- **What you are asked to do**:
When a line below contains the string "SafePattern", show that line.

- **Data to use**:
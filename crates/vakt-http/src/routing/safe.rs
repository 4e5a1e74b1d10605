//! Colon-hardened pattern compilation
//!
//! [`SafePattern`] wraps [`RoutePattern`] so that pattern text containing a
//! reserved scheme delimiter compiles instead of erroring: the pattern is
//! run through the codec before parsing, candidate paths are encoded the
//! same way before matching, and extracted parameter values are decoded
//! back before anyone sees them. For input without a delimiter the wrapper
//! behaves exactly like the plain parser.

use std::collections::HashMap;

use super::codec;
use super::pattern::{RoutePattern, RoutePatternError};

/// A route pattern compiled from possibly URL-bearing text
#[derive(Debug, Clone)]
pub struct SafePattern {
    inner: RoutePattern,
    original: String,
}

impl SafePattern {
    /// Compile a pattern, neutralizing reserved scheme delimiters first.
    ///
    /// Still fails for genuinely malformed parameter syntax (`/x/:`), but
    /// never for the delimiter itself.
    pub fn compile(pattern: &str) -> Result<Self, RoutePatternError> {
        let encoded = codec::encode(pattern);
        let inner = RoutePattern::parse(&encoded)?;
        Ok(SafePattern {
            inner,
            original: pattern.to_string(),
        })
    }

    /// The pattern text as supplied by the caller
    pub fn original(&self) -> &str {
        &self.original
    }

    /// Parameter names in positional order
    pub fn param_names(&self) -> &[String] {
        &self.inner.param_names
    }

    /// Matching priority, see [`RoutePattern::priority`]
    pub fn priority(&self) -> usize {
        self.inner.priority()
    }

    /// Match a candidate path, encoding it the same way the pattern was
    pub fn matches(&self, path: &str) -> bool {
        self.inner.matches(&codec::encode(path))
    }

    /// Extract parameters from a matching path, decoded back to the
    /// caller's original text
    pub fn extract_params(&self, path: &str) -> HashMap<String, String> {
        self.inner
            .extract_params(&codec::encode(path))
            .into_iter()
            .map(|(name, value)| (name, codec::decode(&value).into_owned()))
            .collect()
    }
}

/// Diagnostic predicate: does this text contain a colon that is not part
/// of recognized `:name` parameter syntax?
///
/// Useful for logging suspicious route registrations; correctness never
/// depends on it.
pub fn might_cause_issue(text: &str) -> bool {
    for segment in text.split('/') {
        for (idx, ch) in segment.char_indices() {
            if ch != ':' {
                continue;
            }
            if idx != 0 {
                return true;
            }
            // Leading colon must introduce a parameter name.
            let mut rest = segment[idx + ch.len_utf8()..].chars();
            match rest.next() {
                Some(c) if c.is_ascii_alphabetic() || c == '_' => {}
                _ => return true,
            }
        }
    }
    false
}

- **Exercise answer**:
//! [`SafePattern`] wraps [`RoutePattern`] so that pattern text containing a
pub struct SafePattern {
impl SafePattern {
        Ok(SafePattern {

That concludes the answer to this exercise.